Um lado e outro lucram com o uso político das operações. Aliás, o empoderamento da caserna com missões de segurança pública em tempos de regime democrático ocorre em todo o mundo e está constatado na literatura política de países da Europa. A prática de uso militar nas ruas, porém, vira grande problema quando evidencia a falta de capacidade de um governo em enfrentar o crime.

Não há cena mais forte que tanques e tropas nas ruas. Mas a memória nacional guarda também o assassinato do músico Evaldo dos Santos Rosa, de 51 anos, fuzilado com 82 tiros, por militares do Exército, em abril 2019, quando ia de carro com a família para um chá de bebê. O catador de materiais recicláveis Luciano Macedo, de 27, que foi tentar ajudar a família, também acabou morto. Não houve abordagem por parte dos agentes.

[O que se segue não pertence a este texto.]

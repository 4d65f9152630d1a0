//! # Resilience Module
//!
//! Failure isolation for downstream webhook handlers.
//!
//! - **Circuit Breakers**: stop calling a failing handler for a cooldown period
//! - **Manager**: one named breaker per protected call-site, with per-component overrides
//! - **Protected handlers**: wrap any [`WebhookHandler`](crate::dispatcher::WebhookHandler)
//!   in a breaker so it can be registered as a route target
//!
//! ## Usage
//!
//! ```rust,no_run
//! use dispatch_core::resilience::{CircuitBreaker, CircuitBreakerConfig};
//!
//! # async fn example() -> Result<(), Box<dyn std::error::Error>> {
//! let config = CircuitBreakerConfig {
//!     failure_threshold: 5,
//!     open_timeout_ms: 30_000,
//!     half_open_probe_limit: 1,
//! };
//!
//! let circuit_breaker = CircuitBreaker::new("crm_sync", config);
//!
//! let result = circuit_breaker
//!     .execute(|| async { Ok::<&str, std::io::Error>("delivered") })
//!     .await?;
//! # Ok(())
//! # }
//! ```

pub mod circuit_breaker;
pub mod config;
pub mod manager;
pub mod metrics;
pub mod protected;

pub use circuit_breaker::{CircuitBreaker, CircuitBreakerError, CircuitBreakerState, CircuitState};
pub use config::CircuitBreakerConfig;
pub use manager::CircuitBreakerManager;
pub use metrics::{CircuitBreakerMetrics, SystemCircuitBreakerMetrics};
pub use protected::ProtectedHandler;
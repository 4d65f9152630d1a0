//! Shared constants for routing, dispatch and event processing.

/// Score awarded when a route path equals the request path exactly
pub const EXACT_PATH_SCORE: u32 = 100;

/// Score awarded when a route pattern with `:param` segments matches the request path
pub const PATTERN_PATH_SCORE: u32 = 50;

/// Bonus awarded when a route's payload matcher accepts the supplied payload
pub const PAYLOAD_MATCH_SCORE: u32 = 25;

/// Prefix marking a path pattern segment as a parameter placeholder
pub const PARAM_PREFIX: char = ':';

/// Default pending event capacity of the event bus
pub const DEFAULT_EVENT_QUEUE_CAPACITY: usize = 1000;

pub mod headers {
    pub const FORWARDED_FOR: &str = "x-forwarded-for";
    pub const REAL_IP: &str = "x-real-ip";
    pub const USER_AGENT: &str = "user-agent";
    pub const EVENT_ID: &str = "x-event-id";
    pub const WEBHOOK_ID: &str = "x-webhook-id";
}

/// Value used for context fields that could not be derived from the request
pub const UNKNOWN: &str = "unknown";

pub mod status {
    pub const OK: u16 = 200;
    pub const BAD_REQUEST: u16 = 400;
    pub const UNAUTHORIZED: u16 = 401;
    pub const NOT_FOUND: u16 = 404;
    pub const CONFLICT: u16 = 409;
    pub const INTERNAL_SERVER_ERROR: u16 = 500;
}
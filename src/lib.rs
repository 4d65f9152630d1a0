#![allow(clippy::doc_markdown)] // Allow technical terms in docs
#![allow(clippy::missing_errors_doc)] // Allow public functions without # Errors sections
#![allow(clippy::must_use_candidate)] // Allow methods without must_use when context is clear

//! # Dispatch Core
//!
//! Webhook and domain-event dispatch for the agency toolkit.
//!
//! ## Overview
//!
//! Inbound webhooks are matched to handlers by path, method and payload shape using a
//! scored ranking. Handlers can be wrapped in circuit breakers and pooled behind a load
//! balancer, both of which are handlers themselves. Internal domain events flow through
//! a bounded priority queue and are fanned out to subscribers.
//!
//! ## Module Organization
//!
//! - [`routing`] - Route table, scored matching and the resolution cache
//! - [`dispatcher`] - Request pipeline: verify, resolve, invoke, normalize
//! - [`resilience`] - Circuit breakers and breaker-protected handlers
//! - [`execution`] - Load-balanced handler pools
//! - [`events`] - Priority event bus with single-flight drain
//! - [`config`] - Layered configuration
//! - [`logging`] - Structured logging setup
//! - [`error`] - Structured error handling
//!
//! ## Quick Start
//!
//! ```rust,no_run
//! use dispatch_core::config::DispatchConfig;
//! use dispatch_core::dispatcher::{handler_fn, RouteOptions, WebhookDispatcher, WebhookRequest, WebhookResponse};
//! use serde_json::json;
//!
//! # async fn example() -> Result<(), Box<dyn std::error::Error>> {
//! let config = DispatchConfig::from_env()?;
//! dispatch_core::logging::init_structured_logging(&config.environment, &config.logging);
//!
//! let dispatcher = WebhookDispatcher::from_config(&config);
//! dispatcher.register_route(
//!     "/webhooks/stripe/:account",
//!     "POST",
//!     handler_fn("stripe", |ctx, _req| async move {
//!         Ok(WebhookResponse::ok(json!({ "account": ctx.path_params().get("account") })))
//!     }),
//!     RouteOptions::default(),
//! );
//!
//! let response = dispatcher
//!     .handle(WebhookRequest::new("POST", "/webhooks/stripe/acct_1", json!({})))
//!     .await;
//! println!("status {}", response.status_code);
//! # Ok(())
//! # }
//! ```

pub mod config;
pub mod constants;
pub mod dispatcher;
pub mod error;
pub mod events;
pub mod execution;
pub mod logging;
pub mod resilience;
pub mod routing;

pub use config::DispatchConfig;
pub use dispatcher::{
    handler_fn, PayloadVerifier, RouteOptions, WebhookContext, WebhookDispatcher, WebhookHandler,
    WebhookRequest, WebhookResponse,
};
pub use error::{BoxError, DispatchError, Result};
pub use events::{EventBus, EventPriority, EventSource, EventSubscriber, NewSystemEvent, SystemEvent};
pub use execution::{LoadBalancer, LoadBalancingStrategy};
pub use resilience::{CircuitBreaker, CircuitBreakerConfig, CircuitBreakerManager, ProtectedHandler};
pub use routing::{Route, RouteMatch, RouteTable, RouteType};
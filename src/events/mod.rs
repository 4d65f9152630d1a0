//! # Event System
//!
//! In-process event bus used to fan out internal system events to subscribers.
//!
//! ## Usage
//!
//! ```rust,no_run
//! use dispatch_core::events::{subscriber_fn, EventBus, EventPriority, EventSource, NewSystemEvent};
//! use serde_json::json;
//!
//! # async fn example() -> Result<(), Box<dyn std::error::Error>> {
//! let bus = EventBus::default();
//!
//! let subscription = bus.on(
//!     "module.installed",
//!     subscriber_fn("audit", |event| async move {
//!         println!("{} from {}", event.event_type, event.source);
//!         Ok(())
//!     }),
//! );
//!
//! bus.emit(
//!     NewSystemEvent::new("module.installed", EventSource::Modules, json!({"module": "crm"}))
//!         .with_priority(EventPriority::High),
//! )
//! .await?;
//!
//! subscription.unsubscribe();
//! # Ok(())
//! # }
//! ```

pub mod bus;
pub mod subscriber;
pub mod types;

pub use bus::{EventBus, EventBusConfig, EventBusError, EventBusStats, OverflowPolicy, Subscription};
pub use subscriber::{subscriber_fn, EventSubscriber, FnSubscriber};
pub use types::{EventPriority, EventSource, NewSystemEvent, SystemEvent};
use crate::dispatcher::WebhookHandler;
use serde::{Deserialize, Serialize};
use serde_json::Value;
use std::fmt;
use std::sync::Arc;

/// Predicate over a verified payload used to refine route selection
pub type PayloadMatcher = Arc<dyn Fn(&Value) -> bool + Send + Sync>;

/// Category of the system a route feeds into
#[derive(Debug, Clone, Copy, Default, PartialEq, Eq, Hash, Serialize, Deserialize)]
#[serde(rename_all = "snake_case")]
pub enum RouteType {
    Orchestration,
    Automation,
    #[default]
    Generic,
    Marketplace,
    Analytics,
}

impl fmt::Display for RouteType {
    fn fmt(&self, f: &mut fmt::Formatter<'_>) -> fmt::Result {
        let name = match self {
            RouteType::Orchestration => "orchestration",
            RouteType::Automation => "automation",
            RouteType::Generic => "generic",
            RouteType::Marketplace => "marketplace",
            RouteType::Analytics => "analytics",
        };
        f.write_str(name)
    }
}

/// A registered (path pattern, method) mapping to a handler
#[derive(Clone)]
pub struct Route {
    pub path: String,
    /// Upper-cased HTTP method
    pub method: String,
    pub handler: Arc<dyn WebhookHandler>,
    pub route_type: RouteType,
    pub priority: i32,
    pub payload_matcher: Option<PayloadMatcher>,
}

impl Route {
    pub fn new(
        path: impl Into<String>,
        method: impl AsRef<str>,
        handler: Arc<dyn WebhookHandler>,
    ) -> Self {
        Self {
            path: path.into(),
            method: method.as_ref().to_ascii_uppercase(),
            handler,
            route_type: RouteType::default(),
            priority: 0,
            payload_matcher: None,
        }
    }

    pub fn with_type(mut self, route_type: RouteType) -> Self {
        self.route_type = route_type;
        self
    }

    pub fn with_priority(mut self, priority: i32) -> Self {
        self.priority = priority;
        self
    }

    pub fn with_payload_matcher<F>(mut self, matcher: F) -> Self
    where
        F: Fn(&Value) -> bool + Send + Sync + 'static,
    {
        self.payload_matcher = Some(Arc::new(matcher));
        self
    }
}

impl fmt::Debug for Route {
    fn fmt(&self, f: &mut fmt::Formatter<'_>) -> fmt::Result {
        f.debug_struct("Route")
            .field("path", &self.path)
            .field("method", &self.method)
            .field("handler", &self.handler.handler_name())
            .field("route_type", &self.route_type)
            .field("priority", &self.priority)
            .field("payload_matcher", &self.payload_matcher.is_some())
            .finish()
    }
}

/// Result of resolving a request against the route table
#[derive(Clone)]
pub struct RouteMatch {
    pub handler: Arc<dyn WebhookHandler>,
    pub route_type: RouteType,
    pub priority: i32,
    pub match_score: u32,
    /// Pattern of the route that matched, e.g. `/wh/:id`
    pub path_pattern: String,
    pub method: String,
}

impl RouteMatch {
    pub(crate) fn from_route(route: &Route, match_score: u32) -> Self {
        Self {
            handler: Arc::clone(&route.handler),
            route_type: route.route_type,
            priority: route.priority,
            match_score,
            path_pattern: route.path.clone(),
            method: route.method.clone(),
        }
    }
}

impl fmt::Debug for RouteMatch {
    fn fmt(&self, f: &mut fmt::Formatter<'_>) -> fmt::Result {
        f.debug_struct("RouteMatch")
            .field("handler", &self.handler.handler_name())
            .field("route_type", &self.route_type)
            .field("priority", &self.priority)
            .field("match_score", &self.match_score)
            .field("path_pattern", &self.path_pattern)
            .field("method", &self.method)
            .finish()
    }
}
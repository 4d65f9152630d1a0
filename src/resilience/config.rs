//! # Circuit Breaker Configuration

use serde::{Deserialize, Serialize};
use std::time::Duration;

/// Configuration for a single circuit breaker
#[derive(Debug, Clone, PartialEq, Eq, Serialize, Deserialize)]
#[serde(default)]
pub struct CircuitBreakerConfig {
    /// Number of failures before opening the circuit
    pub failure_threshold: u32,

    /// Time the circuit stays open before a probe call is admitted
    pub open_timeout_ms: u64,

    /// Number of probe calls admitted while half-open
    pub half_open_probe_limit: u32,
}

impl CircuitBreakerConfig {
    pub fn open_timeout(&self) -> Duration {
        Duration::from_millis(self.open_timeout_ms)
    }

    /// Configuration for third-party webhook targets (CRMs, marketplaces)
    pub fn for_external_api() -> Self {
        Self {
            failure_threshold: 5,
            open_timeout_ms: 45_000,
            half_open_probe_limit: 1,
        }
    }

    /// Configuration for in-process handlers that should recover quickly
    pub fn for_internal_handler() -> Self {
        Self {
            failure_threshold: 3,
            open_timeout_ms: 10_000,
            half_open_probe_limit: 2,
        }
    }

    /// Validate configuration parameters
    pub fn validate(&self) -> Result<(), String> {
        if self.failure_threshold == 0 {
            return Err("failure_threshold must be greater than 0".to_string());
        }

        if self.failure_threshold > 100 {
            return Err("failure_threshold should not exceed 100".to_string());
        }

        if self.open_timeout_ms == 0 {
            return Err("open_timeout_ms must be greater than 0".to_string());
        }

        if self.open_timeout_ms > 300_000 {
            return Err("open_timeout_ms should not exceed 300000".to_string());
        }

        if self.half_open_probe_limit == 0 {
            return Err("half_open_probe_limit must be greater than 0".to_string());
        }

        Ok(())
    }
}

impl Default for CircuitBreakerConfig {
    fn default() -> Self {
        Self {
            failure_threshold: 5,
            open_timeout_ms: 30_000,
            half_open_probe_limit: 1,
        }
    }
}

#[cfg(test)]
mod tests {
    use super::*;

    #[test]
    fn test_circuit_breaker_config_validation() {
        assert!(CircuitBreakerConfig::default().validate().is_ok());

        let mut invalid = CircuitBreakerConfig {
            failure_threshold: 0,
            ..Default::default()
        };
        assert!(invalid.validate().is_err());

        invalid = CircuitBreakerConfig {
            open_timeout_ms: 0,
            ..Default::default()
        };
        assert!(invalid.validate().is_err());

        invalid = CircuitBreakerConfig {
            half_open_probe_limit: 0,
            ..Default::default()
        };
        assert!(invalid.validate().is_err());
    }

    #[test]
    fn test_preset_configurations() {
        let api = CircuitBreakerConfig::for_external_api();
        assert_eq!(api.open_timeout(), Duration::from_secs(45));
        assert!(api.validate().is_ok());

        let internal = CircuitBreakerConfig::for_internal_handler();
        assert_eq!(internal.half_open_probe_limit, 2);
        assert!(internal.validate().is_ok());
    }
}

O debate sobre a presença dos militares na vida política sempre foi enviesado. No Legislativo, em especial, o setor pode contribuir para a melhoria das áreas de segurança pública e soberania nacional. O bizarro mesmo é a convocação de generais para cuidar da saúde da população, intermediar conflitos no campo ou resolver problemas bancários de um presidente.

A possibilidade de os militares terem um candidato da caserna eleito presidente da República, uma garantia do sistema representativo, não impediu que oficiais à paisana estivessem numa terceira invasão dos palácios da História de Brasília. A propósito, o processo de investigação do 8 de janeiro poderia ser um momento oportuno para, punições à parte, se definir limites da atuação deles.

Passados quase dez meses da última tentativa de golpe, a cúpula das Forças Armadas e a Justiça Militar não disseram nem mesmo o que farão com os oficiais que participaram do ato. O andamento dos processos e sindicâncias abertos virou segredo de Estado. O coronel da reserva do Exército Adriano Camargo Testoni, personalizou bem os réus dos quartéis e da reserva. Num vídeo divulgado em suas redes, usou palavras duras contra colegas e chefes de farda. Ele vestia uma camisa da CBF.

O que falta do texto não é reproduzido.